3) Repeat this process on all of the other layers you wish to chain together. Once these layers are chained, you can move or apply transformation effects to all of them simultaneously.

Selecting for Alignment

4) Make sure the Toolbox is open. If it is not, click on the Windows menu and select "Toolbox." You can also hold down the "Ctrl" key and press "B."

5) Click on the Alignment Tool in the Toolbox. It looks like an empty rectangle with arrows pointing away from all sides of it.

6) Press and hold the "Shift" key while clicking on the layers in the canvas. Or click somewhere off the layers and drag a selection rectangle around them. Once you have selected these layers, you can choose an alignment method.

Merging Visible Layers

7) Make sure the Layers dialog box is open. If it is not, click on the Windows menu and select "Dockable Dialogs" > "Layers." You can also hold down the "Ctrl" key and press "L."

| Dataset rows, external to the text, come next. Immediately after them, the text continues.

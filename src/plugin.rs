//! Device-plugin service trait.
//!
//! The device-plugin service is the allocation-facing surface of a resource
//! pool:
//!
//! 1. **GetDevicePluginOptions** — static plugin options.
//! 2. **ListAndWatch** — long-lived device list stream.
//! 3. **Allocate** — resolve device specs / envs / mounts for containers.
//! 4. **PreStartContainer** — no-op acknowledgment.

use async_trait::async_trait;
use tokio::sync::mpsc;

use crate::error::DpError;
use crate::types::{
    AllocateRequest, AllocateResponse, DevicePluginOptions, ListAndWatchResponse,
    PreStartContainerRequest, PreStartContainerResponse,
};

/// Write side of a `ListAndWatch` stream.
///
/// The transport server owns the read side and forwards every snapshot to
/// the connected client as a `DeviceList` frame.  [`send`](Self::send) fails
/// once the client has gone away, which tells the handler to return.
pub struct DeviceListSink {
    tx: mpsc::Sender<ListAndWatchResponse>,
}

impl DeviceListSink {
    /// Wrap a channel sender as a sink.
    pub fn new(tx: mpsc::Sender<ListAndWatchResponse>) -> Self {
        Self { tx }
    }

    /// Push one device list snapshot to the stream.
    pub async fn send(&self, resp: ListAndWatchResponse) -> Result<(), DpError> {
        self.tx
            .send(resp)
            .await
            .map_err(|_| DpError::Transport("list-and-watch stream closed".to_owned()))
    }
}

/// Device-plugin service — device advertisement and allocation.
#[async_trait]
pub trait DevicePlugin: Send + Sync {
    /// Return static plugin options.
    async fn get_device_plugin_options(&self) -> Result<DevicePluginOptions, DpError>;

    /// Serve the device list stream: send the current list immediately, then
    /// block, re-sending the full list on every health change, until the
    /// stream is terminated.  Returning `Ok(())` ends the stream normally.
    async fn list_and_watch(&self, sink: DeviceListSink) -> Result<(), DpError>;

    /// Resolve device specs, environment values and mounts for every
    /// container in the batch.  A single unusable device fails the whole
    /// call.
    async fn allocate(&self, req: AllocateRequest) -> Result<AllocateResponse, DpError>;

    /// Acknowledge a pre-start hook.  This plugin never requires one.
    async fn pre_start_container(
        &self,
        req: PreStartContainerRequest,
    ) -> Result<PreStartContainerResponse, DpError>;
}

8) Click on the Visibility icon on any layer you do not want to include in your new layer. This will render that layer invisible.

9) Click on the Layers menu and select "New from Visible."

10) Select the option that best describes how you want the layers to be merged from the dialog box that appears, and click "Merge." This will merge all of the visible layers into a new layer but will not affect your original layers.

Source here.

  • Edit: My bad. I didn't follow the instructions carefully. "New From Visible" works like a charm. Sep 2 '16 at 13:31
  • Not working: how to select a group for COPY/PAST? Need to duplicate a set of boxes. Dec 9 '18 at 8:05
  • chaining layers does not seem to work for moving them simultaneously... (i'm trying to move them down below another layer)
    – Michael
    Aug 25 '19 at 17:37
  • Is there a feature request / bug report to make it possible? Apr 20 '20 at 19:59
  • 7
    Sorry, but this sucks.
    – Angel
    Jul 10 '20 at 22:31

You can (from 2.8 on) make use of layer groups to get most of the functionality you might want:


From the GIMP docs:

You can create a layer group either by

  1. Clicking on the Create a new layer group button at the bottom of the layer dialog (looks like a folder icon)

  2. Through Layer → New Layer Group, or

  3. Through the layer dialog context menu.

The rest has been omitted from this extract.